*** Opening of RECORDS TO PROCESS ***

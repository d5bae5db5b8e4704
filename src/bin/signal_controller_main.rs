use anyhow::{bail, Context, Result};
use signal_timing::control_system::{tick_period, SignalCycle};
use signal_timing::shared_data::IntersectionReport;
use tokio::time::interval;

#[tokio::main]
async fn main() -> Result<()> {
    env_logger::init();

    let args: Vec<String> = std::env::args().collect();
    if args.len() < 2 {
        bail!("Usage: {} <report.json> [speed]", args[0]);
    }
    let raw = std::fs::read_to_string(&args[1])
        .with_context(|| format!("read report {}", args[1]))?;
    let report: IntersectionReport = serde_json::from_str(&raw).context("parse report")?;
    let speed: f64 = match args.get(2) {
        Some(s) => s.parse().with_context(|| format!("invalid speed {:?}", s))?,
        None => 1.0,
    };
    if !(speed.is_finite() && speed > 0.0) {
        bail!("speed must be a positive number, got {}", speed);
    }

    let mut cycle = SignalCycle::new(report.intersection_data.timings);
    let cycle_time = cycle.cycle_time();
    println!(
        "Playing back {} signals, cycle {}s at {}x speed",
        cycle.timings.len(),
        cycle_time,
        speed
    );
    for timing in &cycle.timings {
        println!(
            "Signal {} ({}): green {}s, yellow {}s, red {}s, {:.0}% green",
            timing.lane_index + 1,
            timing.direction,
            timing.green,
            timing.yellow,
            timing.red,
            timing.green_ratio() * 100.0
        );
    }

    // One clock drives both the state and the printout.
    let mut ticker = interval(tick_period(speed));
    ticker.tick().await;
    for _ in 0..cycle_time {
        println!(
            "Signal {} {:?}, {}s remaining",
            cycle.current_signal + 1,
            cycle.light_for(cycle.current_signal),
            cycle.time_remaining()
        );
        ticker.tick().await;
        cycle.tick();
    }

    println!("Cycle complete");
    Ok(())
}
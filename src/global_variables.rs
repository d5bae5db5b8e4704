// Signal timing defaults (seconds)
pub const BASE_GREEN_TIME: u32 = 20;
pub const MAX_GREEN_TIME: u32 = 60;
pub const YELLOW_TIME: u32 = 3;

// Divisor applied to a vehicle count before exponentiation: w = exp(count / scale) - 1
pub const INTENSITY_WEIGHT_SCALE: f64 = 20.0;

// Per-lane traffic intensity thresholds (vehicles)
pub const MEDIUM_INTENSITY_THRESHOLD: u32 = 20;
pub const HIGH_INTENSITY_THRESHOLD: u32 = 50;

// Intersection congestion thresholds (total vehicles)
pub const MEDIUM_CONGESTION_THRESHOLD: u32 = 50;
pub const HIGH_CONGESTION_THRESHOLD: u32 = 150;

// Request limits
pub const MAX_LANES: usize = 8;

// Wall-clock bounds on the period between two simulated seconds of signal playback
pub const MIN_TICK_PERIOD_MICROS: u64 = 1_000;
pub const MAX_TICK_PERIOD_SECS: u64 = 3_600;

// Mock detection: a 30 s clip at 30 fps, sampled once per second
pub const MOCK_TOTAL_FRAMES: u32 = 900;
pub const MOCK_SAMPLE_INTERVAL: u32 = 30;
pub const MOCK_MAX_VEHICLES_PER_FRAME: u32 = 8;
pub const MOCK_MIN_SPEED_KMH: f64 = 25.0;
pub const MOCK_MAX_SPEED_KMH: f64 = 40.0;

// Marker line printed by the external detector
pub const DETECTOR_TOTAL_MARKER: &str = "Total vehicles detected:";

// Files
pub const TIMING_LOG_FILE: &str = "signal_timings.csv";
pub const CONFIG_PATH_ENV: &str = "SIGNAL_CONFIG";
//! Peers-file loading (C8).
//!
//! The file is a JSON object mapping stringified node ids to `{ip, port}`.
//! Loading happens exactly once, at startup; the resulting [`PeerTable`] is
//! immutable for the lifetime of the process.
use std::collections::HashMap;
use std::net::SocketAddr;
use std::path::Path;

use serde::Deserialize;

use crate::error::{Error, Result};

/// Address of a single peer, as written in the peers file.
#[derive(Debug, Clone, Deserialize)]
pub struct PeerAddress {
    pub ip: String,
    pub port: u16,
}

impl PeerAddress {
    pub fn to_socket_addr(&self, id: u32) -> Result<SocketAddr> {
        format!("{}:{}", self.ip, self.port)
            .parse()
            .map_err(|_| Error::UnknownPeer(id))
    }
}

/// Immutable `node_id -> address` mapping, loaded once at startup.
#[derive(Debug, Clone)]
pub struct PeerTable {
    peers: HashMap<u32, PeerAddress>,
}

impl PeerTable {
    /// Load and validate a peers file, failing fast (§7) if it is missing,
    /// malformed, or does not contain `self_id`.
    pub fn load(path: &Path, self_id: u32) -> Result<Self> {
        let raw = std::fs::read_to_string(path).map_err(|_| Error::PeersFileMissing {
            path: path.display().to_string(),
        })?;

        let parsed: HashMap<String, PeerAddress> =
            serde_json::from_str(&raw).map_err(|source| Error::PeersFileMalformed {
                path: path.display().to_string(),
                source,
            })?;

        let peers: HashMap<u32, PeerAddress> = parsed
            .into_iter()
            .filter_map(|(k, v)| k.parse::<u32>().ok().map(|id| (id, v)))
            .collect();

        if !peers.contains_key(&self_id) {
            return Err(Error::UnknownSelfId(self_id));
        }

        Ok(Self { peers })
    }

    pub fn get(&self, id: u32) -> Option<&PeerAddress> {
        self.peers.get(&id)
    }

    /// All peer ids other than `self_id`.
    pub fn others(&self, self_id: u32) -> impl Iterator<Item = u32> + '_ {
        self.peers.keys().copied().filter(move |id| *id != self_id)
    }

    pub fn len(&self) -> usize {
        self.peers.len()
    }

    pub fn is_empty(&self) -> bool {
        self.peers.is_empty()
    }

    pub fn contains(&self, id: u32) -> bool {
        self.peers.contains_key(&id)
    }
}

*** Close of RECORDS TO PROCESS ***

### WHAT THIS TASK INVOLVES
Every line in the entries above that mentions the word "bail" must be shown.

### RESPONSE TO THIS EXERCISE
use anyhow::{bail, Context, Result};
        bail!("Usage: {} <report.json> [speed]", args[0]);
        bail!("speed must be a positive number, got {}", speed);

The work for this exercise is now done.